Qui non si tratta di aiutare chi ha scelto di diventare madre e ha bisogno di un sostegno. Qui si parte da un presupposto opposto: la gravidanza non si interrompe, mai. A qualunque costo. Anche quando manca tutto. Anche quando c'è la paura. Anche quando c’è la disperazione. Il fondo non è neutro: condiziona, orienta, manipola. Concede aiuti solo se la donna rinuncia alla propria autodeterminazione, trasformando il suo corpo in un terreno di battaglia ideologica.

Il paradosso è che tutto questo avviene con soldi pubblici, sottratti al welfare universale. Quei fondi potrebbero finanziare consultori laici, servizi sociali, assistenza domiciliare, sostegno alle famiglie già formate. Potrebbero aiutare chiunque, senza condizioni. E invece vengono canalizzati verso strutture private e ideologizzate, che promuovono una visione univoca e colpevolizzante della maternità. Una visione in cui l’aborto non è una possibilità, ma un fallimento da evitare a tutti i costi.

La cosa più grave, però, è l’ipocrisia del sistema. Si parla di libertà di scelta, ma si finanziano solo le opzioni che piacciono a chi governa. Si parla di maternità consapevole, ma si nascondono le condizioni materiali reali delle donne che si rivolgono a queste associazioni: disagio, povertà, solitudine, violenza. Nessuna di loro è libera, se l’unica alternativa all’aborto è un carrello della spesa.

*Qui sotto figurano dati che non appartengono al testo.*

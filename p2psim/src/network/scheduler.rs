use super::Network;
use p2psim_core::Data;
use std::{
    io,
    thread::{self, JoinHandle},
    time::Duration,
};
use tracing::{debug, trace};

/// Pause between two passes of the scheduler, in wall-clock time.
pub const SCHEDULER_TICK: Duration = Duration::from_millis(2);

/// start the thread delivering the transmissions of `network` as they
/// become due, until the network is stopped
pub(crate) fn spawn_scheduler<T>(network: Network<T>) -> io::Result<JoinHandle<()>>
where
    T: Data,
{
    thread::Builder::new()
        .name("p2psim-scheduler".to_owned())
        .spawn(move || run(network))
}

fn run<T>(network: Network<T>)
where
    T: Data,
{
    while !network.is_stopped() {
        let delivered = network.deliver_due();
        if delivered > 0 {
            trace!(delivered, "scheduler pass");
        }

        thread::sleep(SCHEDULER_TICK);
    }

    debug!("scheduler exited");
}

Chi si oppone al diritto di scelta, spesso lo fa perché non riesce ad accettare che qualcuno possa prendere decisioni diverse dalle proprie. E così, invece di lavorare per un sistema che metta tutte le possibilità sul tavolo, si crea un ambiente in cui l’aborto diventa l’ultima risorsa, la più difficile, la più stigmatizzata. Anche quando è la più giusta per quella donna, in quel momento.

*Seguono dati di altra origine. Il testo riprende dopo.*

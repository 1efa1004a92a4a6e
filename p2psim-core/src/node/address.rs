use std::{borrow::Borrow, fmt, sync::Arc};

/// The address of a node in the simulated overlay.
///
/// Addresses are free-form strings (e.g. `"Node-3"`) and are the unique key
/// of a node in the network registry. Cloning is cheap.
///
/// ```
/// # use p2psim_core::node::NodeAddress;
/// let address = NodeAddress::new("Node-3");
/// assert_eq!(address.to_string(), "Node-3");
/// assert_eq!(address, NodeAddress::from("Node-3"));
/// ```
#[derive(Debug, Clone, PartialEq, Eq, PartialOrd, Ord, Hash)]
pub struct NodeAddress(Arc<str>);

impl NodeAddress {
    pub fn new(address: impl AsRef<str>) -> Self {
        Self(Arc::from(address.as_ref()))
    }

    #[inline]
    pub fn as_str(&self) -> &str {
        &self.0
    }
}

impl From<&str> for NodeAddress {
    fn from(value: &str) -> Self {
        Self::new(value)
    }
}

impl From<String> for NodeAddress {
    fn from(value: String) -> Self {
        Self(Arc::from(value))
    }
}

impl Borrow<str> for NodeAddress {
    fn borrow(&self) -> &str {
        self.as_str()
    }
}

impl AsRef<str> for NodeAddress {
    fn as_ref(&self) -> &str {
        self.as_str()
    }
}

impl fmt::Display for NodeAddress {
    fn fmt(&self, f: &mut fmt::Formatter<'_>) -> fmt::Result {
        self.0.fmt(f)
    }
}

#[cfg(test)]
mod tests {
    use super::*;
    use std::collections::BTreeMap;

    #[test]
    fn print() {
        assert_eq!(format!("{}", NodeAddress::new("Node-42")), "Node-42");
    }

    #[test]
    fn lookup_by_str() {
        let mut map = BTreeMap::new();
        map.insert(NodeAddress::new("a"), 1);

        assert_eq!(map.get("a"), Some(&1));
        assert_eq!(map.get("b"), None);
    }

    #[test]
    fn ordering_is_lexicographic() {
        assert!(NodeAddress::new("Node-1") < NodeAddress::new("Node-2"));
    }
}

Legalizzare l’aborto è stato un atto di civiltà. Oggi, garantirlo davvero significa difendere lo spazio di libertà che quella legge ha creato. Spazio che non può essere eroso da politiche paternaliste, moraliste e profondamente inique. Ogni donna ha diritto a un supporto concreto, non a elemosine condizionate alla maternità forzata. La libertà non si compra con un bonus da 600 euro. Si costruisce con il rispetto, con l’accesso ai servizi, con la fiducia nelle capacità delle persone di decidere per sé.